What to work on - Look for "Could" in the records and copy every line that has it.

Available data -

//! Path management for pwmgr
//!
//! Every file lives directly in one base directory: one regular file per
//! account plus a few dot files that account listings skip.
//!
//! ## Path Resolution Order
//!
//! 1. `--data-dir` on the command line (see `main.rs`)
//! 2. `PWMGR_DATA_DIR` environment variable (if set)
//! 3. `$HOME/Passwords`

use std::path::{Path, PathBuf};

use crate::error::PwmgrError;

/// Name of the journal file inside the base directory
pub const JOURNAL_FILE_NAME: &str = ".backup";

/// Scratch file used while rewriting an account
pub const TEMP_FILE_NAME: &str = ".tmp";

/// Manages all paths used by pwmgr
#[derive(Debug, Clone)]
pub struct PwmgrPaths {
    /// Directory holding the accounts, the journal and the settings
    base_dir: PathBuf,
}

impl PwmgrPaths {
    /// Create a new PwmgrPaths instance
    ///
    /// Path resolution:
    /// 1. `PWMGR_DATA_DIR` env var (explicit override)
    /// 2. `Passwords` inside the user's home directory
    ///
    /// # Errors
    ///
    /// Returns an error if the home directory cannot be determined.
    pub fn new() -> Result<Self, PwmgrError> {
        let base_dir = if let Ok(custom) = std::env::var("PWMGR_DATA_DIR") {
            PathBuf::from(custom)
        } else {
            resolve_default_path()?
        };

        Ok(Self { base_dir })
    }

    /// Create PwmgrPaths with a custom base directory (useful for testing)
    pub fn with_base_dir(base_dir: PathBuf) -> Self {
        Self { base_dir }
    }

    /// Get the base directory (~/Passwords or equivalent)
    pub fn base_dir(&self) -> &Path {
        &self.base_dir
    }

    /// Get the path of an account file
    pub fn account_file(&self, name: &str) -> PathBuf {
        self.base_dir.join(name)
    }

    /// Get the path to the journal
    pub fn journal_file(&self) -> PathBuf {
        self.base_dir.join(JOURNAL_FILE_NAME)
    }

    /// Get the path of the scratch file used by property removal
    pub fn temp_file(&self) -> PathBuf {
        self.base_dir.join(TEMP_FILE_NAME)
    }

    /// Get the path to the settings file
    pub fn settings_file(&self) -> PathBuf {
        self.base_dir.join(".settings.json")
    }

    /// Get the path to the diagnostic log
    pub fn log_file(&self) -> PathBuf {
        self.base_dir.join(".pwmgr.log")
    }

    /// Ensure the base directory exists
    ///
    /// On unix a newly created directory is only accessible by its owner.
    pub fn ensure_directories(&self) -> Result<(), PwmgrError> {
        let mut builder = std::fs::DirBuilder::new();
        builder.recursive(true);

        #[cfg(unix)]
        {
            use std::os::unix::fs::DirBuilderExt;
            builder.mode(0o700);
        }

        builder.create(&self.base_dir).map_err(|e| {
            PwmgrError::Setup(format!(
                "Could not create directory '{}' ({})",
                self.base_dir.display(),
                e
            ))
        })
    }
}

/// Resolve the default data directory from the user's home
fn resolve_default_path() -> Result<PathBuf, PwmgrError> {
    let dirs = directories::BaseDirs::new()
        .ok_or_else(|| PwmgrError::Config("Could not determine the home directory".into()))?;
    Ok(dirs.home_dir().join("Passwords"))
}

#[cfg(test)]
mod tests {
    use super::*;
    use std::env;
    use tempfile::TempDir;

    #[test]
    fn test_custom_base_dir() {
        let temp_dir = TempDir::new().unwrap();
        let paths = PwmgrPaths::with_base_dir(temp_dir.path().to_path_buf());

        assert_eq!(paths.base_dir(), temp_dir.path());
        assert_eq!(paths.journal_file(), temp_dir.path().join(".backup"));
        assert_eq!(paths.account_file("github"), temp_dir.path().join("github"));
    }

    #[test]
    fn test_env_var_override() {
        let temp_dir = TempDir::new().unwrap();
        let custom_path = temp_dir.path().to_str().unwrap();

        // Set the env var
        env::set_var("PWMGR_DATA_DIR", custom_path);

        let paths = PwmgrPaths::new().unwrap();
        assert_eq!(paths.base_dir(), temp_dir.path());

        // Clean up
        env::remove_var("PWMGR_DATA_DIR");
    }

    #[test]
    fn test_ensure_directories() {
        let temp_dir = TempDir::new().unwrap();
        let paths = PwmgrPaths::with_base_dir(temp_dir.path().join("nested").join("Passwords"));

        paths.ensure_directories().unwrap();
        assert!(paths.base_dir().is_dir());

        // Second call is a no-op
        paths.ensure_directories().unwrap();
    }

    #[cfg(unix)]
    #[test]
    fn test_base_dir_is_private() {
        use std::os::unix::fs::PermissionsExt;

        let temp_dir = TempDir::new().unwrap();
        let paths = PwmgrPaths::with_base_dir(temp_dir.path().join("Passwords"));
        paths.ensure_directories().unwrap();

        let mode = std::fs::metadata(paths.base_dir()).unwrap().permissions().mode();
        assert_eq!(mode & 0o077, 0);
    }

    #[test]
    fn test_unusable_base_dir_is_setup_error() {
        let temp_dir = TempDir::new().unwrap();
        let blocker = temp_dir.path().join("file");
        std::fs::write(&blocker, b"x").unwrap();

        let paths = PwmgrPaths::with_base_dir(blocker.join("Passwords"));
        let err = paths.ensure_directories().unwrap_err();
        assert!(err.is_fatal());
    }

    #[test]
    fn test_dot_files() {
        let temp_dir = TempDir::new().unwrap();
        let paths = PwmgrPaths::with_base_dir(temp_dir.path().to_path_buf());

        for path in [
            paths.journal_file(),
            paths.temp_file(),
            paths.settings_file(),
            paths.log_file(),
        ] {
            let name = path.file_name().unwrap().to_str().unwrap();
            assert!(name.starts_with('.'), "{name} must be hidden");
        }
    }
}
--
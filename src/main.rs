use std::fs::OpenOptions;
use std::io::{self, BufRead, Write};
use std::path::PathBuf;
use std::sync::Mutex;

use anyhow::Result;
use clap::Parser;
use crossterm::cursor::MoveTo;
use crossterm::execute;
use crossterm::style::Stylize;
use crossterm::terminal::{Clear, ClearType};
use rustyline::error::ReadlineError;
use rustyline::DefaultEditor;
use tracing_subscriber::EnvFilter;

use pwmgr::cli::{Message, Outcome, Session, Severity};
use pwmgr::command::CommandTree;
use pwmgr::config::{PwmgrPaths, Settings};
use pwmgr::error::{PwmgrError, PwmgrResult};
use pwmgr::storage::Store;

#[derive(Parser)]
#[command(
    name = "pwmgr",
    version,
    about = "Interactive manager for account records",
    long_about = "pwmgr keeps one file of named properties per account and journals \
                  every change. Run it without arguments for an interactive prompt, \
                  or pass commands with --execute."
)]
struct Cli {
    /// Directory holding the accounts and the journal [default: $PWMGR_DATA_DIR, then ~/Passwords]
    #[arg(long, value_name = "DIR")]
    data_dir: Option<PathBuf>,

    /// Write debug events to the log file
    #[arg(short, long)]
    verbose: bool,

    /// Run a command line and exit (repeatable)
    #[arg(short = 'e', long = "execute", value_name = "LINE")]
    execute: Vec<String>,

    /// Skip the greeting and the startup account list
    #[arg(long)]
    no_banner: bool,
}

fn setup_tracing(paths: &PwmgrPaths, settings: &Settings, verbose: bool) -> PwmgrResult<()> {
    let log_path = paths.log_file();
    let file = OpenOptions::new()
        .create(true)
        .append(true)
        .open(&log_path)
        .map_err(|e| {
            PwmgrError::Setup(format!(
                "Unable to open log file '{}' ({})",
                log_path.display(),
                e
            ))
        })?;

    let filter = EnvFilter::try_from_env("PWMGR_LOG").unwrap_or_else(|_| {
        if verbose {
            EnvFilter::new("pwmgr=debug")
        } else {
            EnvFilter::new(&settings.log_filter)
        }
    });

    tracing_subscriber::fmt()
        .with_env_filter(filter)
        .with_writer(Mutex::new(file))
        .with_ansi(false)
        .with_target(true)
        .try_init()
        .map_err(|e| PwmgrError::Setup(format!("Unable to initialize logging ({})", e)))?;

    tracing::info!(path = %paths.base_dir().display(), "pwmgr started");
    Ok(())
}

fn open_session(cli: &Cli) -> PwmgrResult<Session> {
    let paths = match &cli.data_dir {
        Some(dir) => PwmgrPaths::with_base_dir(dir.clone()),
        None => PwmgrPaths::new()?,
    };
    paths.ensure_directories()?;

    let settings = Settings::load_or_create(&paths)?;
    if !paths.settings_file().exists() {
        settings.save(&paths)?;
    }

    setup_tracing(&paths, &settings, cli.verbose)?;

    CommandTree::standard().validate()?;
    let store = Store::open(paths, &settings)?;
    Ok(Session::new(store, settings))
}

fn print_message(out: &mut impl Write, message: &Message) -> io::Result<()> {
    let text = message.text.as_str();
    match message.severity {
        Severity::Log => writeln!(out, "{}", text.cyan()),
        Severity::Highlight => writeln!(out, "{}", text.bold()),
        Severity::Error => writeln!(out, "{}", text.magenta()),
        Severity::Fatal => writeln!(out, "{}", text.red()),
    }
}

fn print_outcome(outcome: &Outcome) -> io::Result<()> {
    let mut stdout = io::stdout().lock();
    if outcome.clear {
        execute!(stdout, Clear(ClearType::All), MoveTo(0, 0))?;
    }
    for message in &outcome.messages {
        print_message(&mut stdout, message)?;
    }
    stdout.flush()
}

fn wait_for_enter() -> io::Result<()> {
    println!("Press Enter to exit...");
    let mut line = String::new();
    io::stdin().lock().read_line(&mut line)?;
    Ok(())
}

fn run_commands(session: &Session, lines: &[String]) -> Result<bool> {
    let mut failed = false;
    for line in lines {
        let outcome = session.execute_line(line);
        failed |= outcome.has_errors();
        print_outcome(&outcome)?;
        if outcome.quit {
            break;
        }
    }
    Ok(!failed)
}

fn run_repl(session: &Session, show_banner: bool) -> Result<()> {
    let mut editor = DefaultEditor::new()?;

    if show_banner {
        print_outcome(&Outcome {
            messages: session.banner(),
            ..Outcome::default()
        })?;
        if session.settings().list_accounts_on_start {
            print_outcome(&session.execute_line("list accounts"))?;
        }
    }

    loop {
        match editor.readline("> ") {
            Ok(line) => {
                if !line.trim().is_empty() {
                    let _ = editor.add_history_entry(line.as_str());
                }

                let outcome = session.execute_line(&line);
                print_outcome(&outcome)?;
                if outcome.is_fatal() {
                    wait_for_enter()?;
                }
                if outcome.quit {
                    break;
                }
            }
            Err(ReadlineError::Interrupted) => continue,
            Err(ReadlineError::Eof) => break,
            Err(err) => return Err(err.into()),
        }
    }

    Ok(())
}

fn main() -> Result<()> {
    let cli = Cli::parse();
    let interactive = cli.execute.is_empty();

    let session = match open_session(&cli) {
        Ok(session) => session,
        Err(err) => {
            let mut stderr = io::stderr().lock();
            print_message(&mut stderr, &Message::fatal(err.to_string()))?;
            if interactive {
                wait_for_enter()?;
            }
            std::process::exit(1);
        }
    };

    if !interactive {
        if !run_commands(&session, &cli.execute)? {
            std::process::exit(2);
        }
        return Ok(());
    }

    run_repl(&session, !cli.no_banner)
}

Output below -
                "Could not create directory '{}' ({})",
        .ok_or_else(|| PwmgrError::Config("Could not determine the home directory".into()))?;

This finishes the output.